O que espero é o restabelecimento das instituições, pra recomeçar a tentar colocá-las no verdadeiro serviço público, no cumprimento da Constituição, no atendimento pleno de todos os direitos da população. Em todo esse período desde 2016, o que se viu foi o desmonte de várias estruturas industriais, de um sem número de programas que atendiam, ainda que mal e pouco, direitos básicos, humanos e constitucionais da maioria historicamente roubada nesses direitos. As instituições foram ocupadas pela bandidagem e foram invertidos os seus procedimentos. Protestar ou denunciar ficou mais perigoso do que sempre foi. A impunidade foi instalada, o incentivo aos crimes, maior que nunca.Volta à cena o velho teatro de marionetes. Agora mais visíveis as forças econômicas tenebrosas que ainda dominam as câmaras - de vereadores, deputados tanto estaduais quanto federais e senadores -, os governos municipais, estaduais e federal, o judiciário por vias tortas e as comunicações, dominando todas as mídias e capturando a audiência da massa da população, em todas as suas formas.

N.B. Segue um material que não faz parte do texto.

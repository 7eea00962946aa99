#![deny(missing_docs)]
//! Agent-to-agent message contract.
//!
//! `A2aMessage` is the immutable record persisted once per node completion.
//! This crate is pure data: construction helpers (`request`/`response`) and
//! the closed error taxonomy, no behaviour.

use chrono::{DateTime, Utc};
use serde::{Deserialize, Serialize};
use std::time::Duration;

/// Wire protocol version. Only one variant today; closed enum so a future
/// `V2` is a compile-time-visible addition everywhere messages are matched.
#[derive(Debug, Clone, Copy, PartialEq, Eq, Serialize, Deserialize)]
pub enum Protocol {
    /// `a2a.v1`.
    #[serde(rename = "a2a.v1")]
    V1,
}

/// Outcome of one node invocation.
#[derive(Debug, Clone, Copy, PartialEq, Eq, Serialize, Deserialize)]
#[serde(rename_all = "snake_case")]
pub enum Status {
    /// Completed normally.
    Ok,
    /// Completed with partial results (e.g. round budget exhausted).
    Partial,
    /// Unrecovered error; see `A2aMessage::error`.
    Error,
    /// A time budget elapsed.
    Timeout,
    /// Malformed input or tool arguments.
    ValidationError,
    /// A tool callable raised and the error was not recovered in-loop.
    ToolError,
}

/// Stable, closed error classification fixing the retry table of the
/// design's error handling section.
#[derive(Debug, Clone, Copy, PartialEq, Eq, Serialize, Deserialize)]
#[serde(rename_all = "snake_case")]
pub enum ErrorKind {
    /// Malformed inputs or tool arguments. Never retryable.
    ValidationError,
    /// Tool callable raised. Not retryable at the LLM level.
    ToolError,
    /// LLM transport/format failure. Retryability depends on the provider's
    /// own signal, carried separately on `TypedError::retryable`.
    LlmError,
    /// A time budget elapsed. Retryable up to the node's round budget.
    Timeout,
    /// Invariant violation or unclassified failure. Never retryable.
    Unknown,
}

impl ErrorKind {
    /// Whether this class of error is retryable in isolation, ignoring any
    /// provider-specific override carried on `TypedError::retryable`.
    pub fn default_retryable(self) -> bool {
        matches!(self, ErrorKind::Timeout)
    }
}

/// A typed, structured error attached to a failed or partial A2A exchange.
#[derive(Debug, Clone, PartialEq, Eq, Serialize, Deserialize)]
pub struct TypedError {
    /// Closed classification.
    pub kind: ErrorKind,
    /// Human-readable detail.
    pub message: String,
    /// Whether the caller should retry. Defaults to `kind.default_retryable()`
    /// but providers may override (e.g. a rate-limited `LlmError` is
    /// retryable even though `LlmError` has no fixed default).
    pub retryable: bool,
}

impl TypedError {
    /// Build a typed error, defaulting `retryable` from `kind`.
    pub fn new(kind: ErrorKind, message: impl Into<String>) -> Self {
        Self {
            kind,
            message: message.into(),
            retryable: kind.default_retryable(),
        }
    }

    /// Build a typed error with an explicit retryability override.
    pub fn with_retryable(kind: ErrorKind, message: impl Into<String>, retryable: bool) -> Self {
        Self {
            kind,
            message: message.into(),
            retryable,
        }
    }
}

/// Latency/token accounting for one A2A exchange.
#[derive(Debug, Clone, Copy, Default, PartialEq, Serialize, Deserialize)]
pub struct A2aMetrics {
    /// Wall-clock latency of the node invocation, in milliseconds.
    pub latency_ms: u64,
    /// Input tokens consumed, if known.
    pub tokens_in: Option<u32>,
    /// Output tokens produced, if known.
    pub tokens_out: Option<u32>,
    /// Number of tool calls made during this invocation.
    pub tool_call_count: u32,
}

impl A2aMetrics {
    /// Build metrics from a measured duration, leaving token counts unset.
    pub fn from_duration(duration: Duration, tool_call_count: u32) -> Self {
        Self {
            latency_ms: duration.as_millis() as u64,
            tokens_in: None,
            tokens_out: None,
            tool_call_count,
        }
    }
}

/// Immutable record of one inter-agent exchange.
///
/// Constructed via [`request`] for the supervisor-to-node leg and
/// [`response`] for the node-to-supervisor leg; never mutated after
/// construction.
#[non_exhaustive]
#[derive(Debug, Clone, Serialize, Deserialize)]
pub struct A2aMessage {
    /// Protocol version.
    pub protocol: Protocol,
    /// Process-unique message id.
    pub id: String,
    /// Task-scoped id propagated to every message for one task.
    pub correlation_id: Option<String>,
    /// Creation time.
    pub timestamp: DateTime<Utc>,
    /// Originating node name (or the distinguished supervisor sender).
    pub sender: String,
    /// Destination node name (or the distinguished supervisor receiver).
    pub receiver: String,
    /// Short tag describing why the call was made (e.g. `route_request`,
    /// `write_section`, `check_compliance`).
    pub intent: String,
    /// Outcome of the exchange.
    pub status: Status,
    /// Opaque structured payload the node was asked to process.
    pub input: serde_json::Value,
    /// Opaque structured payload produced, if any.
    pub output: Option<serde_json::Value>,
    /// Typed error, present iff `status` is an error-like variant.
    pub error: Option<TypedError>,
    /// Latency/token accounting, filled in on the response leg.
    pub metrics: Option<A2aMetrics>,
}

/// The distinguished sender/receiver name for the supervisor.
pub const SUPERVISOR: &str = "supervisor";

/// Build the supervisor-to-node request leg of an exchange.
pub fn request(
    sender: &str,
    receiver: &str,
    intent: &str,
    input: serde_json::Value,
    correlation_id: Option<String>,
) -> A2aMessage {
    A2aMessage {
        protocol: Protocol::V1,
        id: uuid::Uuid::new_v4().to_string(),
        correlation_id,
        timestamp: Utc::now(),
        sender: sender.to_string(),
        receiver: receiver.to_string(),
        intent: intent.to_string(),
        status: Status::Ok,
        input,
        output: None,
        error: None,
        metrics: None,
    }
}

/// Build the node-to-supervisor response leg, mirroring the fields of the
/// request that provoked it (sender/receiver are swapped).
pub fn response(
    from_request: &A2aMessage,
    status: Status,
    output: Option<serde_json::Value>,
    error: Option<TypedError>,
    metrics: Option<A2aMetrics>,
) -> A2aMessage {
    A2aMessage {
        protocol: Protocol::V1,
        id: uuid::Uuid::new_v4().to_string(),
        correlation_id: from_request.correlation_id.clone(),
        timestamp: Utc::now(),
        sender: from_request.receiver.clone(),
        receiver: from_request.sender.clone(),
        intent: from_request.intent.clone(),
        status,
        input: from_request.input.clone(),
        output,
        error,
        metrics,
    }
}

#[cfg(test)]
mod tests {
    use super::*;
    use serde_json::json;

    #[test]
    fn request_sets_protocol_and_ids() {
        let msg = request(
            SUPERVISOR,
            "utility",
            "route_request",
            json!({"text": "hi"}),
            Some("corr-1".into()),
        );
        assert_eq!(msg.protocol, Protocol::V1);
        assert_eq!(msg.sender, SUPERVISOR);
        assert_eq!(msg.receiver, "utility");
        assert_eq!(msg.correlation_id.as_deref(), Some("corr-1"));
        assert_eq!(msg.status, Status::Ok);
        assert!(!msg.id.is_empty());
    }

    #[test]
    fn response_swaps_sender_and_receiver() {
        let req = request(SUPERVISOR, "utility", "route_request", json!({}), None);
        let resp = response(&req, Status::Ok, Some(json!({"ok": true})), None, None);
        assert_eq!(resp.sender, "utility");
        assert_eq!(resp.receiver, SUPERVISOR);
        assert_eq!(resp.intent, "route_request");
    }

    #[test]
    fn response_preserves_correlation_id() {
        let req = request(
            SUPERVISOR,
            "writer",
            "write_section",
            json!({}),
            Some("corr-42".into()),
        );
        let resp = response(&req, Status::Ok, None, None, None);
        assert_eq!(resp.correlation_id.as_deref(), Some("corr-42"));
    }

    #[test]
    fn each_message_gets_a_unique_id() {
        let req = request(SUPERVISOR, "utility", "route_request", json!({}), None);
        let resp = response(&req, Status::Ok, None, None, None);
        assert_ne!(req.id, resp.id);
    }

    #[test]
    fn timeout_is_retryable_by_default() {
        let err = TypedError::new(ErrorKind::Timeout, "deadline exceeded");
        assert!(err.retryable);
    }

    #[test]
    fn validation_error_is_not_retryable_by_default() {
        let err = TypedError::new(ErrorKind::ValidationError, "bad args");
        assert!(!err.retryable);
    }

    #[test]
    fn retryable_override_wins_over_default() {
        let err = TypedError::with_retryable(ErrorKind::LlmError, "rate limited", true);
        assert!(err.retryable);
    }

    #[test]
    fn metrics_from_duration_leaves_tokens_unset() {
        let metrics = A2aMetrics::from_duration(Duration::from_millis(250), 2);
        assert_eq!(metrics.latency_ms, 250);
        assert_eq!(metrics.tokens_in, None);
        assert_eq!(metrics.tool_call_count, 2);
    }

    #[test]
    fn message_serializes_with_expected_shape() {
        let req = request(SUPERVISOR, "utility", "route_request", json!({"a": 1}), None);
        let value = serde_json::to_value(&req).unwrap();
        assert_eq!(value["protocol"], json!("a2a.v1"));
        assert_eq!(value["status"], json!("ok"));
    }

    #[test]
    fn error_status_round_trips() {
        let req = request(SUPERVISOR, "writer", "write_section", json!({}), None);
        let err = TypedError::new(ErrorKind::ToolError, "pubmed fetch failed");
        let resp = response(&req, Status::Error, None, Some(err.clone()), None);
        let value = serde_json::to_value(&resp).unwrap();
        let back: A2aMessage = serde_json::from_value(value).unwrap();
        assert_eq!(back.status, Status::Error);
        assert_eq!(back.error.unwrap().kind, ErrorKind::ToolError);
    }
}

É preciso levar em conta que política não é só partidária. Política é muito mais que isso. Vem de polis, vários, muitos, e trata da existência coletiva buscando harmonia social. Tratar de entender como funciona a estrutura social, como funciona uma prefeitura e suas secretarias, o país e seus ministérios, como são compostos os orçamentos, de onde vêm e como são aplicados, em que setores e por quê, isso é tratar de política. E deveria ser ensinado nas escolas, desde os primeiros anos, adaptados, claro, ao linguajar e à realidade de cada fase do desenvolvimento.
É preciso criar espaços de encontros coletivos, pra falar sobre as necessidades do coletivo, pra resolver problemas e apresentar aos "poderes públicos" o que precisa ser resolvido, ainda que no passo a passo. Conhecer as formas de pressionar o atendimento dos direitos, contar com uma imprensa honesta, que não venda sua consciência - as empresariais priorizam interesses econômicos, não a verdade. É preciso também abrir espaço pras comunicações, geral, desde as comunidades periféricas às escolas, associações, sindicatos, universidades, enfim, detonar o domínio empresarial sobre o espaço das comunicações no país.
O controle dos territórios, as decisões finais sobre o que acontece neles devem ser dos que vivem nesses territórios. A sabedoria periférica, de sobrevivência e superação dos que formam o alicerce da sociedade, deve se impor em condições de igualdade aos saberes restritos a poucos e, em sua maioria induzidos a um sentimento de superioridade ilusório e intencionado na criação de barreiras e afastamento entre o saber e a sabedoria.